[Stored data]
• • • •

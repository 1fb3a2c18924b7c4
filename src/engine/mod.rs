//! Cart command processing.
//!
//! The engine owns the cart of the active session and reacts to two kinds of
//! input: wallet session snapshots and user cart mutations, plus checkout
//! requests when a checkout aggregator is attached. Every accepted mutation
//! is persisted; every identity change reloads the cart for the new identity.
//! Also supports an async stream of commands.

use std::sync::Arc;

use tokio_stream::{Stream, StreamExt};
use tracing::{debug, error, info, warn};

use crate::cart::{CartStore, MutationOutcome};
use crate::checkout::{CheckoutAggregator, CheckoutError, CheckoutReceipt};
use crate::model::{CartOp, Command, UniqueId, WalletSession};
use crate::persistence::{LoadSource, PersistenceCoordinator};
use crate::session::{SessionTransition, WalletSessionTracker};

mod error;
pub use error::EngineError;

/// The cart engine.
///
/// Single owner of the cart: commands are applied one at a time, and no
/// command observes the cart while a session load is in progress.
#[derive(Debug)]
pub struct CartEngine {
    store: CartStore,
    tracker: WalletSessionTracker,
    persistence: PersistenceCoordinator,
    aggregator: Option<Arc<CheckoutAggregator>>,
}
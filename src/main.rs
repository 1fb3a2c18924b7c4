use std::error::Error;
use std::fs::File;
use std::io::{self, BufReader};
use std::sync::Arc;

use clap::Parser;
use tokio_stream::wrappers::ReceiverStream;
use tracing::level_filters::LevelFilter;
use tracing::warn;
use tracing_subscriber::EnvFilter;
use wallet_cart::checkout::catalog::MemoryCatalog;
use wallet_cart::checkout::ledger::MemoryRecordStore;
use wallet_cart::config::Cli;
use wallet_cart::csv::{read_commands, write_cart};
use wallet_cart::persistence::{
    FileCache, LocalCache, MemoryCache, MemoryRemoteStore, PersistenceCoordinator,
};
use wallet_cart::{CartEngine, CheckoutAggregator};

#[tokio::main]
async fn main() -> Result<(), Box<dyn Error>> {
    tracing_subscriber::fmt()
        .with_env_filter(
            EnvFilter::builder()
                .with_default_directive(LevelFilter::WARN.into())
                .from_env_lossy(),
        )
        .with_writer(io::stderr)
        .init();

    let cli = Cli::parse();

    if cli.commands.extension().is_none_or(|ext| ext != "csv") {
        warn!(path = %cli.commands.display(), "input file seems to not be a csv file");
    }

    let local: Arc<dyn LocalCache> = match &cli.cache_file {
        Some(path) => Arc::new(FileCache::open(path)?),
        None => Arc::new(MemoryCache::new()),
    };
    let config = cli.cart_config();
    let remote = Arc::new(MemoryRemoteStore::new());
    let persistence = PersistenceCoordinator::new(Arc::clone(&local), remote, &config);

    let commands = read_commands(&cli.commands)?;
    let mut engine = CartEngine::new(persistence);
    if let Some(path) = &cli.catalog {
        let catalog = MemoryCatalog::from_reader(BufReader::new(File::open(path)?))?;
        let aggregator = CheckoutAggregator::new(
            Arc::new(catalog),
            Arc::new(MemoryRecordStore::new()),
            local,
            config.shipping_fee,
        );
        engine = engine.with_checkout(Arc::new(aggregator));
    }
    let (cmd_sender, cmd_receiver) = tokio::sync::mpsc::channel(16);

    tokio::spawn(async move {
        for result in commands {
            match result {
                Ok(command) => {
                    if cmd_sender.send(command).await.is_err() {
                        break;
                    }
                }
                Err(e) => {
                    warn!("{e}");
                }
            }
        }
    });

    engine.run(ReceiverStream::new(cmd_receiver)).await;
    engine.flush().await;

    write_cart(engine.cart().items(), io::stdout().lock())?;
    Ok(())
}
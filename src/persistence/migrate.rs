//! Admission of persisted carts, including shapes written by older clients.
//!
//! Older records may lack `uniqueId` or carry one derived differently, carry
//! a null size or color, hold a
//! non-positive quantity, exceed their cap, or repeat a variant. Every load
//! path goes through [`admit`] before items reach the cart.

use serde::{Deserialize, Serialize};
use tracing::{debug, warn};

use crate::model::{CartItem, ProductId, UniqueId};

fn one() -> i64 {
    1
}

/// A cart line as found in either storage tier.
#[derive(Debug, Clone, PartialEq, Serialize, Deserialize)]
#[serde(rename_all = "camelCase")]
pub struct PersistedItem {
    pub product_id: ProductId,
    #[serde(default = "one")]
    pub quantity: i64,
    #[serde(default)]
    pub size: Option<String>,
    #[serde(default)]
    pub color: Option<String>,
    #[serde(default)]
    pub unique_id: Option<UniqueId>,
    #[serde(default)]
    pub campaign: Option<String>,
    #[serde(default)]
    pub piece_name: Option<String>,
    #[serde(default)]
    pub is_ngo: Option<bool>,
    #[serde(default)]
    pub max_quantity: Option<u32>,
}

impl From<CartItem> for PersistedItem {
    fn from(item: CartItem) -> Self {
        Self {
            product_id: item.product_id,
            quantity: i64::from(item.quantity),
            size: Some(item.size),
            color: Some(item.color),
            unique_id: Some(item.unique_id),
            campaign: item.campaign,
            piece_name: item.piece_name,
            is_ngo: Some(item.is_ngo),
            max_quantity: item.max_quantity,
        }
    }
}

/// Turn persisted lines into cart lines that satisfy the cart invariants.
pub fn admit(persisted: Vec<PersistedItem>) -> Vec<CartItem> {
    let mut items: Vec<CartItem> = Vec::with_capacity(persisted.len());

    for record in persisted {
        let size = record.size.unwrap_or_default();
        let color = record.color.unwrap_or_default();
        // keys written by older clients may not match the current derivation
        let unique_id = UniqueId::derive(&record.product_id, &size, &color);
        match &record.unique_id {
            None => debug!(unique_id = %unique_id, "assigned unique id to legacy cart line"),
            Some(stored) if *stored != unique_id => {
                debug!(stored = %stored, unique_id = %unique_id, "re-keyed cart line");
            }
            Some(_) => {}
        }

        if record.quantity < 1 {
            debug!(unique_id = %unique_id, quantity = record.quantity, "dropped empty cart line");
            continue;
        }

        let max = record.max_quantity.unwrap_or(u32::MAX);
        let mut quantity = u32::try_from(record.quantity).unwrap_or(u32::MAX);
        if quantity > max {
            warn!(unique_id = %unique_id, quantity, max, "clamped persisted quantity to cap");
            quantity = max;
        }
        if quantity == 0 {
            continue;
        }

        if let Some(existing) = items.iter_mut().find(|i| i.unique_id == unique_id) {
            let cap = existing.max_quantity.unwrap_or(u32::MAX);
            existing.quantity = existing.quantity.saturating_add(quantity).min(cap);
            debug!(unique_id = %unique_id, quantity = existing.quantity, "merged duplicate cart line");
            continue;
        }

        items.push(CartItem {
            product_id: record.product_id,
            quantity,
            size,
            color,
            unique_id,
            campaign: record.campaign,
            piece_name: record.piece_name,
            is_ngo: record.is_ngo.unwrap_or(false),
            max_quantity: record.max_quantity,
        });
    }

    items
}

• • • •

• Exercise details:
Reproduce exactly the lines above from the line with "by older clients." to the line with "either storage tier.", including both, and add nothing.

• Reply:
//! Admission of persisted carts, including shapes written by older clients.
//!
//! Older records may lack `uniqueId` or carry one derived differently, carry
//! a null size or color, hold a
//! non-positive quantity, exceed their cap, or repeat a variant. Every load
//! path goes through [`admit`] before items reach the cart.

use serde::{Deserialize, Serialize};
use tracing::{debug, warn};

use crate::model::{CartItem, ProductId, UniqueId};

fn one() -> i64 {
    1
}

/// A cart line as found in either storage tier.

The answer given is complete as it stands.